There was a revolving door in good condition. The hotel had a double layer of glass at the lobby entrance, probably to keep out the winter weather.

Inside, the decor was sleek, mostly done in muted whites and pale greens. There were dozens of uniformed staff waiting to assist them. Near the front desk, they were met by a large notice board standing on an easel explaining in six languages that the hotel restoration was a two-year project funded by the Baltic League, and when the conference was over it would be converted into temporary housing for refugees awaiting more permanent placement.

Opposite the hotel was the conference center. It ran two levels, with huge glass panels letting in light from the south onto what looked like concourses. If Duvalier hadn’t known better, she would have thought from the exterior it was some sort of art museum or perhaps a music hall. It had a steel arch with cabling that created an interesting, suspension bridge–like network above the door.

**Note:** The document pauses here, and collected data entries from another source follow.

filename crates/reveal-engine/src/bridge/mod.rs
pub mod command;
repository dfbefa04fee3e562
pub mod controller;
pub mod countdown;
pub mod ranking;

There were smiling, friendly-looking blond police officers in pairs wandering around the plaza between the hotel and conference center. They were unarmed save for radios and what she guessed was pepper spray, but they wore tactical backpacks. She suspected the backpacks held more substantial weapons. The roofs of both the hotel and the conference center had two observation points each—two that the casual observer could see, anyway. There was also a checkpoint for vehicles entering the hotel or conference center parking and dock areas, with dogs doing the searches. There were three armored cars of the sort used in the KZ to transport valuables and prisoners to the Reapers parked discreetly around the buildings; they probably held backup forces. Security seemed to be adequate against a single madman or a small unit attempting to shoot up the conference. Hopefully, anything company-sized or larger would be spotted long before it arrived within a few kilometers of the conference.

They had a series of large notice boards in the lobby, each titled with a language or languages. While Valentine went to the desk and took care of getting them checked in to their reserved rooms, she found the English board and read the two sheets of paper tacked there. They had scheduling and information about the conference, a short list of rules, and some notes on translation procedures.

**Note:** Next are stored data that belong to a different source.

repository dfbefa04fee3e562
use serde::Deserialize;

use crate::error::RevealError;

/// Which page flavour to render once the results are open.
#[derive(Debug, Clone, Copy, PartialEq, Eq, Default, Deserialize)]
#[serde(rename_all = "lowercase")]
pub enum PageVariant {
    /// Rank, team, problem and tech tags.
    #[default]
    Simple,
    /// Everything in `Simple` plus a display score and a project nickname.
    Full,
}

/// Configuration for the reveal page, provided by the host at init.
///
/// Every field has a default, so a partial JSON object (or none at all)
/// is a valid configuration.
#[derive(Debug, Clone, PartialEq, Deserialize)]
#[serde(default)]
pub struct RevealConfig {
    /// Length of a fresh countdown in seconds (default: 30).
    pub countdown_seconds: u32,
    /// Period of the countdown tick in milliseconds (default: 1000).
    pub tick_interval_ms: u32,
    /// The timer turns urgent at or below this many seconds (default: 60).
    pub urgency_threshold_secs: u32,
    /// Results endpoint polled on expiry.
    pub results_url: String,
    /// Endpoint that resets the server-side reveal clock.
    pub restart_url: String,
    /// Card flavour.
    pub variant: PageVariant,
    /// Particles per corner burst (default: 50).
    pub burst_size: usize,
    /// Delay between consecutive card entrances.
    pub card_stagger_ms: u32,
    /// Duration of one card entrance.
    pub card_transition_ms: u32,
    pub typewriter_start_delay_ms: u32,
    pub typewriter_char_interval_ms: u32,
    /// Length of the body flash played on reveal.
    pub flash_duration_ms: u32,
    /// `log` level name for the browser console (default: "info").
    pub log_level: String,
    /// Seed for the confetti RNG.
    pub seed: u64,
}

impl Default for RevealConfig {
    fn default() -> Self {
        Self {
            countdown_seconds: 30,
            tick_interval_ms: 1000,
            urgency_threshold_secs: 60,
            results_url: "/api/top10".to_string(),
            restart_url: "/api/restart".to_string(),
            variant: PageVariant::Simple,
            burst_size: 50,
            card_stagger_ms: 150,
            card_transition_ms: 600,
            typewriter_start_delay_ms: 1000,
            typewriter_char_interval_ms: 150,
            flash_duration_ms: 500,
            log_level: "info".to_string(),
            seed: 42,
        }
    }
}

impl RevealConfig {
    /// Parse a JSON configuration. Blank input yields the defaults.
    pub fn from_json(json: &str) -> Result<Self, RevealError> {
        if json.trim().is_empty() {
            return Ok(Self::default());
        }
        Ok(serde_json::from_str(json)?)
    }

    /// The configured log level, falling back to `Info` on unknown names.
    pub fn log_level(&self) -> log::Level {
        self.log_level.parse().unwrap_or(log::Level::Info)
    }
}

#[cfg(test)]
mod tests {
    use super::*;

    #[test]
    fn blank_json_is_default() {
        assert_eq!(RevealConfig::from_json("  ").unwrap(), RevealConfig::default());
    }

    #[test]
    fn partial_json_keeps_other_defaults() {
        let cfg = RevealConfig::from_json(r#"{"countdown_seconds": 5, "variant": "full"}"#).unwrap();
        assert_eq!(cfg.countdown_seconds, 5);
        assert_eq!(cfg.variant, PageVariant::Full);
        assert_eq!(cfg.results_url, "/api/top10");
        assert_eq!(cfg.burst_size, 50);
    }

    #[test]
    fn invalid_json_is_an_error() {
        assert!(matches!(
            RevealConfig::from_json("{countdown"),
            Err(RevealError::Decode(_))
        ));
    }

    #[test]
    fn unknown_log_level_falls_back_to_info() {
        let cfg = RevealConfig { log_level: "chatty".into(), ..RevealConfig::default() };
        assert_eq!(cfg.log_level(), log::Level::Info);
        let cfg = RevealConfig { log_level: "debug".into(), ..RevealConfig::default() };
        assert_eq!(cfg.log_level(), log::Level::Debug);
    }
}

The room situation was odd. Ahn-Kha and Sime, the official delegates, each had a room. “Everyone else” from the United Free Republics and the Kentucky Alliance was crowded into a smaller room with two double beds. Ahn-Kha and Sime unofficially rearranged matters for the comfort of the team. Duvalier warmed to him when he made the offer of his own room to her. She declined, after amusing herself for a moment with the thought of games she could play with hidden microphones if the Kurians had managed to bug the hotel. Then she enjoyed the chance to get a shower with unlimited hot water, something she hadn’t had the opportunity to do since before Halifax. It was glorious.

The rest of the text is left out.